[Material provided Boundary: Start]

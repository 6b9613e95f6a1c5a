use thiserror::Error;

/// Errors produced by type operations.
#[derive(Debug, Error, PartialEq, Eq)]
pub enum TypeError {
    #[error("unknown resource category: {0}")]
    UnknownCategory(String),

    #[error("invalid story id: {0:?}")]
    InvalidStoryId(String),

    #[error("invalid chapter id: {0:?}")]
    InvalidChapterId(String),

    #[error("duplicate chapter id: {0:?}")]
    DuplicateChapterId(String),

    /// The id would name the same folder as a reserved project entry.
    #[error("id {0:?} is reserved")]
    ReservedId(String),

    #[error("serialization error: {0}")]
    Serialization(String),
}

pub type TypeResult<T> = Result<T, TypeError>;
use std::fs::{self, File};
use std::io::{self, BufReader, BufWriter, Write};
use std::path::{Component, Path};

use tracing::debug;
use walkdir::WalkDir;
use zip::write::SimpleFileOptions;
use zip::{CompressionMethod, ZipArchive, ZipWriter};

use crate::archiver::{Archiver, Compression};
use crate::error::{ArchiveError, ArchiveResult};

/// [`Archiver`] producing standard zip files.
#[derive(Clone, Copy, Debug, Default)]
pub struct ZipArchiver {
    compression: Compression,
}

impl ZipArchiver {
    pub fn new(compression: Compression) -> Self {
        Self { compression }
    }

    fn options(&self) -> SimpleFileOptions {
        let method = match self.compression {
            Compression::Deflated => CompressionMethod::Deflated,
            Compression::Stored => CompressionMethod::Stored,
        };
        SimpleFileOptions::default().compression_method(method)
    }
}

/// Zip entry name for `rel`: forward slashes regardless of platform.
fn entry_name(prefix: Option<&str>, rel: &Path) -> String {
    let mut parts: Vec<String> = prefix.map(str::to_string).into_iter().collect();
    parts.extend(rel.components().filter_map(|c| match c {
        Component::Normal(s) => Some(s.to_string_lossy().into_owned()),
        _ => None,
    }));
    parts.join("/")
}

impl Archiver for ZipArchiver {
    fn compress(
        &self,
        source_dir: &Path,
        archive_path: &Path,
        include_root_folder: bool,
    ) -> ArchiveResult<usize> {
        if !source_dir.is_dir() {
            return Err(ArchiveError::SourceMissing(source_dir.to_path_buf()));
        }
        if let Some(parent) = archive_path.parent() {
            fs::create_dir_all(parent)?;
        }

        let root_name = source_dir
            .file_name()
            .map(|n| n.to_string_lossy().into_owned());
        let prefix = if include_root_folder {
            root_name.as_deref()
        } else {
            None
        };
        let options = self.options();

        let mut zip = ZipWriter::new(BufWriter::new(File::create(archive_path)?));
        if let Some(prefix) = prefix {
            zip.add_directory(prefix, options)?;
        }

        let mut files = 0usize;
        for entry in WalkDir::new(source_dir).min_depth(1).sort_by_file_name() {
            let entry = entry?;
            let path = entry.path();
            if path == archive_path {
                continue;
            }
            let rel = path
                .strip_prefix(source_dir)
                .map_err(|_| ArchiveError::UnsafeEntry(path.display().to_string()))?;
            let name = entry_name(prefix, rel);

            if entry.file_type().is_dir() {
                zip.add_directory(name, options)?;
            } else if entry.file_type().is_file() {
                zip.start_file(name, options)?;
                let mut reader = BufReader::new(File::open(path)?);
                io::copy(&mut reader, &mut zip)?;
                files += 1;
            }
        }
        zip.finish()?.flush()?;

        debug!(
            source = %source_dir.display(),
            archive = %archive_path.display(),
            files,
            "directory compressed"
        );
        Ok(files)
    }

    fn decompress(
        &self,
        archive_path: &Path,
        dest_dir: &Path,
        overwrite: bool,
    ) -> ArchiveResult<usize> {
        if !archive_path.is_file() {
            return Err(ArchiveError::ArchiveMissing(archive_path.to_path_buf()));
        }
        fs::create_dir_all(dest_dir)?;

        let mut archive = ZipArchive::new(BufReader::new(File::open(archive_path)?))?;
        let mut files = 0usize;
        for i in 0..archive.len() {
            let mut entry = archive.by_index(i)?;
            let rel = entry
                .enclosed_name()
                .map(|p| p.to_path_buf())
                .ok_or_else(|| ArchiveError::UnsafeEntry(entry.name().to_string()))?;
            let out = dest_dir.join(rel);

            if entry.is_dir() {
                fs::create_dir_all(&out)?;
                continue;
            }
            if !overwrite && out.exists() {
                return Err(ArchiveError::DestinationExists(out));
            }
            if let Some(parent) = out.parent() {
                fs::create_dir_all(parent)?;
            }
            let mut writer = BufWriter::new(File::create(&out)?);
            io::copy(&mut entry, &mut writer)?;
            writer.flush()?;
            files += 1;
        }

        debug!(
            archive = %archive_path.display(),
            dest = %dest_dir.display(),
            files,
            "archive extracted"
        );
        Ok(files)
    }
}

#[cfg(test)]
mod tests {
    use super::*;

    fn fixture(root: &Path) {
        fs::create_dir_all(root.join("sub/deeper")).unwrap();
        fs::create_dir_all(root.join("empty")).unwrap();
        fs::write(root.join("top.txt"), b"top").unwrap();
        fs::write(root.join("sub/deeper/leaf.bin"), [0u8, 1, 2, 255]).unwrap();
    }

    #[test]
    fn roundtrip_without_root_folder() {
        let dir = tempfile::tempdir().unwrap();
        let src = dir.path().join("stage");
        fixture(&src);
        let archive = dir.path().join("out/stage.zip");

        let written = ZipArchiver::default().compress(&src, &archive, false).unwrap();
        assert_eq!(written, 2);

        let dest = dir.path().join("restored");
        let extracted = ZipArchiver::default().decompress(&archive, &dest, false).unwrap();
        assert_eq!(extracted, 2);
        assert_eq!(fs::read(dest.join("top.txt")).unwrap(), b"top");
        assert_eq!(fs::read(dest.join("sub/deeper/leaf.bin")).unwrap(), [0u8, 1, 2, 255]);
        assert!(dest.join("empty").is_dir());
    }

    #[test]
    fn include_root_folder_nests_entries() {
        let dir = tempfile::tempdir().unwrap();
        let src = dir.path().join("stage");
        fixture(&src);
        let archive = dir.path().join("stage.zip");
        ZipArchiver::new(Compression::Stored).compress(&src, &archive, true).unwrap();

        let dest = dir.path().join("restored");
        ZipArchiver::default().decompress(&archive, &dest, false).unwrap();
        assert!(dest.join("stage/top.txt").is_file());
        assert!(!dest.join("top.txt").exists());
    }

    #[test]
    fn overwrite_flag_controls_clobbering() {
        let dir = tempfile::tempdir().unwrap();
        let src = dir.path().join("stage");
        fixture(&src);
        let archive = dir.path().join("stage.zip");
        ZipArchiver::default().compress(&src, &archive, false).unwrap();

        let dest = dir.path().join("restored");
        fs::create_dir_all(&dest).unwrap();
        fs::write(dest.join("top.txt"), b"stale").unwrap();

        let err = ZipArchiver::default().decompress(&archive, &dest, false).unwrap_err();
        assert!(matches!(err, ArchiveError::DestinationExists(_)));

        ZipArchiver::default().decompress(&archive, &dest, true).unwrap();
        assert_eq!(fs::read(dest.join("top.txt")).unwrap(), b"top");
    }

    #[test]
    fn missing_source_and_archive() {
        let dir = tempfile::tempdir().unwrap();
        let err = ZipArchiver::default()
            .compress(&dir.path().join("nope"), &dir.path().join("x.zip"), false)
            .unwrap_err();
        assert!(matches!(err, ArchiveError::SourceMissing(_)));

        let err = ZipArchiver::default()
            .decompress(&dir.path().join("x.zip"), dir.path(), true)
            .unwrap_err();
        assert!(matches!(err, ArchiveError::ArchiveMissing(_)));
    }

    #[cfg(target_os = "linux")]
    #[test]
    fn compress_reports_failed_final_write() {
        let full = Path::new("/dev/full");
        if !full.exists() {
            return;
        }
        let dir = tempfile::tempdir().unwrap();
        let src = dir.path().join("stage");
        fixture(&src);
        let err = ZipArchiver::default().compress(&src, full, false).unwrap_err();
        assert!(matches!(err, ArchiveError::Io(_) | ArchiveError::Zip(_)), "{err}");
    }

    #[cfg(target_os = "linux")]
    #[test]
    fn decompress_reports_failed_entry_write() {
        let full = Path::new("/dev/full");
        if !full.exists() {
            return;
        }
        let dir = tempfile::tempdir().unwrap();
        let src = dir.path().join("stage");
        fixture(&src);
        let archive = dir.path().join("stage.zip");
        ZipArchiver::default().compress(&src, &archive, false).unwrap();

        let dest = dir.path().join("restored");
        fs::create_dir_all(&dest).unwrap();
        std::os::unix::fs::symlink(full, dest.join("top.txt")).unwrap();
        let err = ZipArchiver::default().decompress(&archive, &dest, true).unwrap_err();
        assert!(matches!(err, ArchiveError::Io(_)), "{err}");
    }

    #[test]
    fn entry_names_use_forward_slashes() {
        let rel = Path::new("a").join("b").join("c.txt");
        assert_eq!(entry_name(None, &rel), "a/b/c.txt");
        assert_eq!(entry_name(Some("root"), &rel), "root/a/b/c.txt");
    }
}
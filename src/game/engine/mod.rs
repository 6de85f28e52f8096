//! Action Engine: verb dispatch, world mutation and result construction.
//!
//! `execute` routes a [`ParsedCommand`] to a verb-family handler. Handlers
//! validate every precondition before mutating anything, so a refused action
//! leaves the session untouched. Ordinary refusals come back as an
//! [`ActionResult`] with `success == false`; only dangling ids and other
//! broken invariants surface as [`GameError`].
//!
//! A successful action that is not read-only ends the turn (see
//! [`status::end_turn`]).

mod combat;
mod interactions;
mod items;
mod movement;
mod paired;
mod status;

pub use combat::UNARMED_DAMAGE;
pub use status::{rank_for, CURSE_TURNS, LOW_BATTERY_WARNING};

use log::debug;
use serde::{Deserialize, Serialize};
use std::sync::Arc;

use crate::game::errors::GameError;
use crate::game::parser::{ParsedCommand, Verb};
use crate::game::resolver::{resolve_among, resolve_object_name, ResolveResult};
use crate::game::sanity::SanityChange;
use crate::game::state::GameState;
use crate::game::world::World;
use crate::logutil::escape_log;

pub const MSG_UNKNOWN: &str = "I don't understand that.";
pub const MSG_UNAVAILABLE: &str = "That isn't available yet.";

/// Report of one executed command. Every mutation it describes has already
/// been applied.
#[derive(Debug, Clone, PartialEq, Eq, Default, Serialize, Deserialize)]
pub struct ActionResult {
    pub success: bool,
    pub message: String,
    pub room_changed: bool,
    pub new_room: Option<String>,
    pub inventory_changed: bool,
    pub sanity_change: i32,
    pub notifications: Vec<String>,
}

impl ActionResult {
    pub fn success(message: impl Into<String>) -> Self {
        Self {
            success: true,
            message: message.into(),
            ..Default::default()
        }
    }

    pub fn failure(message: impl Into<String>) -> Self {
        Self {
            success: false,
            message: message.into(),
            ..Default::default()
        }
    }

    pub fn notify(&mut self, text: impl Into<String>) {
        self.notifications.push(text.into());
    }

    pub(crate) fn absorb_sanity(&mut self, change: SanityChange) {
        self.sanity_change += change.delta;
        self.notifications.extend(change.notifications);
    }

    pub(crate) fn inventory_changed(mut self) -> Self {
        self.inventory_changed = true;
        self
    }
}

/// Why a handler stopped early.
pub(crate) enum Halt {
    /// Ordinary gameplay refusal; nothing was mutated.
    Refuse(ActionResult),
    /// Broken invariant.
    Fault(GameError),
}

impl From<GameError> for Halt {
    fn from(e: GameError) -> Self {
        Halt::Fault(e)
    }
}

pub(crate) type Step<T> = Result<T, Halt>;

pub(crate) fn refuse<T>(message: impl Into<String>) -> Step<T> {
    Err(Halt::Refuse(ActionResult::failure(message)))
}

fn verb_phrase(verb: Verb) -> String {
    verb.name().replace('_', " ")
}

fn ambiguity(world: &World, ids: &[String]) -> Step<String> {
    let mut names = Vec::with_capacity(ids.len());
    for id in ids {
        names.push(format!("the {}", world.get_object(id)?.display_name()));
    }
    refuse(format!("Which do you mean: {}?", names.join(" or ")))
}

/// Resolve a noun phrase among everything the player can reach.
pub(crate) fn present(world: &World, state: &GameState, name: Option<&str>, verb: Verb) -> Step<String> {
    let Some(name) = name else {
        return refuse(format!("What do you want to {}?", verb_phrase(verb)));
    };
    match resolve_object_name(world, state, name)? {
        ResolveResult::Found(id) => Ok(id),
        ResolveResult::Ambiguous(ids) => ambiguity(world, &ids),
        ResolveResult::NotFound => refuse(format!("You don't see any {} here.", name)),
    }
}

/// Resolve a noun phrase among the player's inventory only.
pub(crate) fn held(world: &World, state: &GameState, name: Option<&str>, verb: Verb) -> Step<String> {
    let Some(name) = name else {
        return refuse(format!("What do you want to {}?", verb_phrase(verb)));
    };
    match resolve_among(world, &state.inventory, name)? {
        ResolveResult::Found(id) => Ok(id),
        ResolveResult::Ambiguous(ids) => ambiguity(world, &ids),
        ResolveResult::NotFound => match resolve_object_name(world, state, name)? {
            ResolveResult::Found(id) => refuse(format!(
                "You aren't carrying the {}.",
                world.get_object(&id)?.display_name()
            )),
            _ => refuse(format!("You don't have any {}.", name)),
        },
    }
}

pub(crate) fn display_name<'a>(world: &'a World, id: &str) -> Result<&'a str, GameError> {
    Ok(world.get_object(id)?.display_name())
}

pub struct ActionEngine {
    world: Arc<World>,
}

impl ActionEngine {
    pub fn new(world: Arc<World>) -> Self {
        Self { world }
    }

    pub fn world(&self) -> &Arc<World> {
        &self.world
    }

    /// Fresh session positioned in the world's start room.
    pub fn new_game(&self) -> GameState {
        GameState::new(&self.world.start_room)
    }

    pub fn execute(&self, command: &ParsedCommand, state: &mut GameState) -> Result<ActionResult, GameError> {
        let world = self.world.as_ref();
        debug!(
            "session {} verb={} object={} target={} room={}",
            state.session_id,
            command.verb,
            escape_log(command.object.as_deref().unwrap_or("-")),
            escape_log(command.target.as_deref().unwrap_or("-")),
            state.current_room
        );

        let outcome = match command.verb {
            Verb::Unknown => return Ok(ActionResult::failure(MSG_UNKNOWN)),
            Verb::Climb
            | Verb::Jump
            | Verb::Swim
            | Verb::Dig
            | Verb::Give
            | Verb::Throw
            | Verb::Eat
            | Verb::Drink
            | Verb::Pray
            | Verb::Sleep
            | Verb::Burn => return Ok(ActionResult::failure(MSG_UNAVAILABLE)),

            Verb::Look => movement::look(world, state),
            Verb::Go => movement::go(world, command, state),
            Verb::Back => movement::back(world, state),

            Verb::Examine
            | Verb::Read
            | Verb::Search
            | Verb::Listen
            | Verb::Smell
            | Verb::Touch
            | Verb::Use
            | Verb::Push
            | Verb::Pull => interactions::handle(world, command, state),
            Verb::Turn => interactions::turn(world, command, state),

            Verb::Take => items::take(world, command, state),
            Verb::Drop => items::drop(world, command, state),
            Verb::Put => items::put(world, command, state),
            Verb::Open => items::open(world, command, state),
            Verb::Close => items::close(world, command, state),
            Verb::Inventory => items::inventory(world, state),
            Verb::TurnOn => items::switch(world, command, state, true),
            Verb::TurnOff => items::switch(world, command, state, false),

            Verb::Lock => paired::lock(world, command, state),
            Verb::Unlock => paired::unlock(world, command, state),
            Verb::Tie => paired::tie(world, command, state),
            Verb::Untie => paired::untie(world, command, state),
            Verb::Fill => paired::fill(world, command, state),
            Verb::Pour => paired::pour(world, command, state),
            Verb::Board => paired::board(world, command, state),
            Verb::Disembark => paired::disembark(world, command, state),
            Verb::Enter => paired::enter(world, command, state),
            Verb::Exit => paired::exit(world, command, state),
            Verb::Inflate => paired::inflate(world, command, state),
            Verb::Deflate => paired::deflate(world, command, state),

            Verb::Attack => combat::attack(world, command, state),

            Verb::Score => status::score(world, state),
            Verb::Diagnose => status::diagnose(world, state),
            Verb::Help => status::help(),
            Verb::Wait => status::wait(),
        };

        let mut result = match outcome {
            Ok(result) => result,
            Err(Halt::Refuse(result)) => {
                debug!("session {} refused: {}", state.session_id, escape_log(&result.message));
                return Ok(result);
            }
            Err(Halt::Fault(e)) => return Err(e),
        };

        if result.success && !command.verb.is_read_only() {
            status::end_turn(world, state, &mut result)?;
        }
        Ok(result)
    }
}
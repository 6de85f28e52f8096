//! Read-only introspection verbs and end-of-turn processing.

use log::debug;

use crate::game::errors::GameError;
use crate::game::sanity::{self, SanityThreshold};
use crate::game::state::GameState;
use crate::game::types::{Capability, MAX_SANITY, MAX_SCORE};
use crate::game::world::World;

use super::{display_name, ActionResult, Step};

/// Turns a curse lasts once it takes hold.
pub const CURSE_TURNS: u32 = 10;

/// Battery level below which the lamp warns it is dimming.
pub const LOW_BATTERY_WARNING: u32 = 20;

const RANKS: &[(u32, &str)] = &[
    (350, "Master of the Dark"),
    (300, "Keeper of Secrets"),
    (200, "Occultist"),
    (100, "Seeker"),
    (50, "Wanderer"),
    (0, "Lost Soul"),
];

pub fn rank_for(score: u32) -> &'static str {
    RANKS
        .iter()
        .find(|(threshold, _)| score >= *threshold)
        .map(|(_, rank)| *rank)
        .unwrap_or("Lost Soul")
}

fn yes_no(flag: bool) -> &'static str {
    if flag {
        "yes"
    } else {
        "no"
    }
}

pub(super) fn score(_world: &World, state: &GameState) -> Step<ActionResult> {
    let lines = [
        format!(
            "Your score is {} of a possible {}, earning you the rank of {}.",
            state.score,
            MAX_SCORE,
            rank_for(state.score)
        ),
        format!("Sanity: {}/{}", state.sanity, MAX_SANITY),
        format!("Souls collected: {}", state.souls_collected),
        format!("Moves: {}", state.moves),
        format!("Cursed: {}", yes_no(state.cursed)),
        format!("Blood moon: {}", yes_no(state.blood_moon_active)),
    ];
    Ok(ActionResult::success(lines.join("\n")))
}

pub(super) fn diagnose(world: &World, state: &GameState) -> Step<ActionResult> {
    let band = SanityThreshold::classify(state.sanity);
    let mut lines = vec![format!(
        "Sanity {}/{} ({}).",
        state.sanity, MAX_SANITY, band
    )];
    lines.push(
        match band {
            SanityThreshold::Normal => "You are steady, for now.",
            SanityThreshold::Disturbed => "Your hands will not stop shaking.",
            SanityThreshold::Unreliable => "You no longer trust your own eyes.",
            SanityThreshold::Garbled => "You are barely holding yourself together.",
        }
        .to_string(),
    );
    if state.cursed {
        lines.push(format!(
            "A curse clings to you for {} more turns.",
            state.curse_duration
        ));
    }
    if state
        .inventory
        .iter()
        .any(|id| world.get_object(id).is_ok_and(|o| o.has(Capability::Light)))
    {
        lines.push(format!("Lamp battery: {}.", state.lamp_battery));
    }
    if let Some(vehicle) = &state.current_vehicle {
        lines.push(format!("You are aboard the {}.", display_name(world, vehicle)?));
    }
    Ok(ActionResult::success(lines.join("\n")))
}

pub(super) fn help() -> Step<ActionResult> {
    Ok(ActionResult::success(
        "Try verbs like LOOK, EXAMINE, TAKE, DROP, OPEN, CLOSE, PUT x IN y, \
         LOCK/UNLOCK x WITH key, TIE x TO y, FILL, POUR, BOARD, INFLATE, \
         ENTER, EXIT, ATTACK x WITH y, TURN ON lamp, INVENTORY, SCORE, DIAGNOSE, \
         WAIT and BACK. Move with NORTH, SOUTH, UP, IN and the like (or N, S, U).",
    ))
}

pub(super) fn wait() -> Step<ActionResult> {
    Ok(ActionResult::success("Time passes. Somewhere below, something moves."))
}

/// Drain the lit lamp, if one is carried.
fn drain_lamp(world: &World, state: &mut GameState, result: &mut ActionResult) -> Result<(), GameError> {
    let mut lamp = None;
    for id in &state.inventory {
        if world.get_object(id)?.has(Capability::Light) && state.world.state_of(world, id)?.is_on {
            lamp = Some(id.clone());
            break;
        }
    }
    let Some(lamp) = lamp else {
        return Ok(());
    };

    let drain = if state.cursed { 2 } else { 1 };
    let before = state.lamp_battery;
    state.lamp_battery = before.saturating_sub(drain);
    debug!("lamp {} battery {} -> {}", lamp, before, state.lamp_battery);

    let name = display_name(world, &lamp)?;
    if state.lamp_battery == 0 {
        state.world.state_of_mut(world, &lamp)?.is_on = false;
        result.notify(format!("Your {} flickers and dies.", name));
    } else if before >= LOW_BATTERY_WARNING && state.lamp_battery < LOW_BATTERY_WARNING {
        result.notify(format!("Your {} is growing dim.", name));
    }
    Ok(())
}

/// Bookkeeping after a successful, state-changing action.
pub(super) fn end_turn(world: &World, state: &mut GameState, result: &mut ActionResult) -> Result<(), GameError> {
    state.turn_count += 1;
    drain_lamp(world, state, result)?;

    if state.cursed {
        state.curse_duration = state.curse_duration.saturating_sub(1);
        if state.curse_duration == 0 {
            state.cursed = false;
            result.notify("The weight on your shoulders lifts. The curse is broken.");
        }
    }

    if sanity::should_trigger_severe_effects(state.sanity) {
        result.notify(sanity::hallucination(state.turn_count));
    }
    Ok(())
}
use log::info;

use crate::game::parser::{ParsedCommand, Verb};
use crate::game::state::GameState;
use crate::game::world::World;

use super::interactions::follow_up;
use super::{held, present, refuse, ActionResult, Step};

/// Damage of a bare-handed strike.
pub const UNARMED_DAMAGE: u32 = 1;

/// ATTACK creature [WITH weapon]. The creature never strikes back.
pub(super) fn attack(world: &World, command: &ParsedCommand, state: &mut GameState) -> Step<ActionResult> {
    let id = present(world, state, command.object.as_deref(), Verb::Attack)?;
    let creature = world.get_object(&id)?;
    let name = creature.display_name();
    let Some(spec) = &creature.capabilities.creature else {
        return refuse(format!("You can't attack the {}.", name));
    };
    if state.world.state_of(world, &id)?.is_dead {
        return refuse(format!("The {} is already dead.", name));
    }

    let weapon = match command.instrument.as_deref() {
        Some(instrument) => Some(held(world, state, Some(instrument), Verb::Attack)?),
        None => None,
    };
    let (damage, weapon_name) = match &weapon {
        Some(weapon_id) => {
            let weapon = world.get_object(weapon_id)?;
            let damage = weapon
                .capabilities
                .weapon
                .as_ref()
                .map(|w| w.damage)
                .filter(|d| *d > 0)
                .unwrap_or(UNARMED_DAMAGE);
            (damage, Some(weapon.display_name()))
        }
        None => (UNARMED_DAMAGE, None),
    };

    let target = state.world.state_of_mut(world, &id)?;
    target.health = target.health.saturating_sub(damage);
    let killed = target.health == 0;
    if killed {
        target.is_alive = false;
        target.is_dead = true;
    }

    let strike = match weapon_name {
        Some(weapon) => format!("You strike the {} with the {}.", name, weapon),
        None => format!("You strike the {} with your bare hands.", name),
    };
    let mut result = if killed {
        ActionResult::success(format!("{} The {} collapses and is still.", strike, name))
    } else {
        ActionResult::success(format!("{} The {} staggers.", strike, name))
    };

    if killed && spec.has_soul {
        state.souls_collected += 1;
        info!("session {} collected soul of {}", state.session_id, id);
        result.notify(format!(
            "Something cold passes into you. Souls collected: {}.",
            state.souls_collected
        ));
    }
    follow_up(world, state, creature, Verb::Attack, &mut result)?;
    Ok(result)
}
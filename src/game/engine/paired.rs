//! Paired inverse operations: lock/unlock, tie/untie, fill/pour,
//! board/disembark, enter/exit and inflate/deflate.
//!
//! Each inverse restores exactly the fields its forward operation touched.

use crate::game::parser::{ParsedCommand, Verb};
use crate::game::resolver::{resolve_among, ResolveResult};
use crate::game::state::GameState;
use crate::game::types::{Capability, Direction};
use crate::game::world::World;

use super::interactions::follow_up;
use super::movement::{check_free_to_leave, go_direction, move_to};
use super::{display_name, held, present, refuse, ActionResult, Step};

// ============================================================================
// Lock / Unlock
// ============================================================================

/// Check that the player can work the lock on `id`: holds the key, and the
/// named instrument (if any) is that key.
fn check_key(world: &World, state: &GameState, command: &ParsedCommand, id: &str) -> Step<()> {
    let object = world.get_object(id)?;
    let Some(lock) = &object.capabilities.lockable else {
        return Ok(());
    };
    let Some(key) = lock.key_id.as_deref() else {
        return Ok(());
    };
    if let Some(instrument) = command.instrument.as_deref() {
        let used = held(world, state, Some(instrument), command.verb)?;
        if used != key {
            return refuse(format!(
                "The {} doesn't fit the {}.",
                display_name(world, &used)?,
                object.display_name()
            ));
        }
    }
    if !state.has_item(key) {
        return refuse("You don't have the right key.");
    }
    Ok(())
}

[Material provided Boundary: End]

» **Work to complete**: Looking at the entries above, report how many of their lines include "items", and add nothing else.

» **Expected answer**: 9